Using the entries that follow, state how many lines contain "List", with no other words.
*** Opening EXERCISE INPUTS ***
use cadence_core::models::{Frequency, TaskPriority};
use clap::{Parser, Subcommand};

/// Recurring tasks, tracked one occurrence at a time
#[derive(Parser, Debug)]
#[command(author, version, about, long_about = None)]
pub struct Cli {
    #[command(subcommand)]
    pub command: Commands,
}

#[derive(Subcommand, Debug, Clone)]
pub enum Commands {
    /// Add a task template
    Add(AddCommand),
    /// List task templates
    Templates,
    /// Remove a task template and its completion history
    Remove(RemoveCommand),
    /// Show the occurrences due on one day
    Today(DayCommand),
    /// Show the occurrences due across a date range
    Agenda(AgendaCommand),
    /// Show one actionable occurrence per recurring task, overdue first
    Actionable(DayCommand),
    /// Preview the upcoming occurrences of a task
    Next(NextCommand),
    /// Mark an occurrence as completed
    Do(MarkCommand),
    /// Mark an occurrence as not completed
    Undo(MarkCommand),
    /// Inspect or clear the completion ledger
    #[command(subcommand)]
    Ledger(LedgerCommand),
}

#[derive(Parser, Debug, Clone)]
pub struct AddCommand {
    /// The name of the task
    pub name: String,
    /// The due date of the task (also the recurrence anchor unless --start is given)
    #[clap(short, long)]
    pub due: String,
    /// Date the recurrence is counted from
    #[clap(long)]
    pub start: Option<String>,
    /// The description of the task
    #[clap(long)]
    pub description: Option<String>,
    /// Tags to add to the task
    #[clap(short, long, num_args = 1..)]
    pub tag: Vec<String>,
    /// The priority of the task (none, low, medium, high)
    #[clap(short, long)]
    pub priority: Option<TaskPriority>,
    /// Repeat frequency (daily, weekly, monthly, yearly)
    #[clap(long)]
    pub every: Option<Frequency>,
    /// Repeat every N units of the frequency
    #[clap(long, requires = "every", value_parser = clap::value_parser!(u32).range(1..))]
    pub interval: Option<u32>,
    /// Days of week for weekly recurrence
    #[clap(long, requires = "every", help = "Days of week (mon,tue,wed,thu,fri,sat,sun)")]
    pub on: Option<String>,
    /// Day of month for monthly recurrence
    #[clap(long, requires = "every")]
    pub day_of_month: Option<u32>,
    /// Never occur on Saturdays or Sundays
    #[clap(long, requires = "every")]
    pub exclude_weekends: bool,
    /// Last date the task may occur on
    #[clap(long, requires = "every", conflicts_with = "count")]
    pub until: Option<String>,
    /// Maximum number of occurrences
    #[clap(long, requires = "every")]
    pub count: Option<u32>,
}

#[derive(Parser, Debug, Clone)]
pub struct RemoveCommand {
    /// The ID (or ID prefix) of the task to remove
    pub id: String,
    /// Skip the confirmation prompt
    #[clap(short, long)]
    pub force: bool,
}

#[derive(Parser, Debug, Clone)]
pub struct DayCommand {
    /// The day to look at (defaults to today)
    #[clap(long)]
    pub date: Option<String>,
}

#[derive(Parser, Debug, Clone)]
pub struct AgendaCommand {
    /// First day of the range (defaults to today)
    #[clap(long)]
    pub from: Option<String>,
    /// Last day of the range, inclusive (defaults to a week after --from)
    #[clap(long)]
    pub to: Option<String>,
}

#[derive(Parser, Debug, Clone)]
pub struct NextCommand {
    /// The ID (or ID prefix) of the task
    pub id: String,
    /// Search from this day (defaults to today)
    #[clap(long)]
    pub from: Option<String>,
    /// How many occurrences to show
    #[clap(short = 'n', long, default_value_t = 5)]
    pub count: usize,
}

#[derive(Parser, Debug, Clone)]
pub struct MarkCommand {
    /// An instance ID (`<task id>_<yyyy-mm-dd>`) or a task ID prefix
    pub id: String,
    /// The occurrence date, when the ID is a task ID (defaults to today)
    #[clap(long)]
    pub date: Option<String>,
}

#[derive(Subcommand, Debug, Clone)]
pub enum LedgerCommand {
    /// List every completed occurrence
    List,
    /// Delete completion records
    Clear(LedgerClearCommand),
}

#[derive(Parser, Debug, Clone)]
pub struct LedgerClearCommand {
    /// Only clear records of this task (ID or ID prefix)
    #[clap(long)]
    pub task: Option<String>,
    /// Skip the confirmation prompt
    #[clap(short, long)]
    pub force: bool,
}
*** Closing EXERCISE INPUTS ***
▸ REPLY TO THE EXERCISE: 3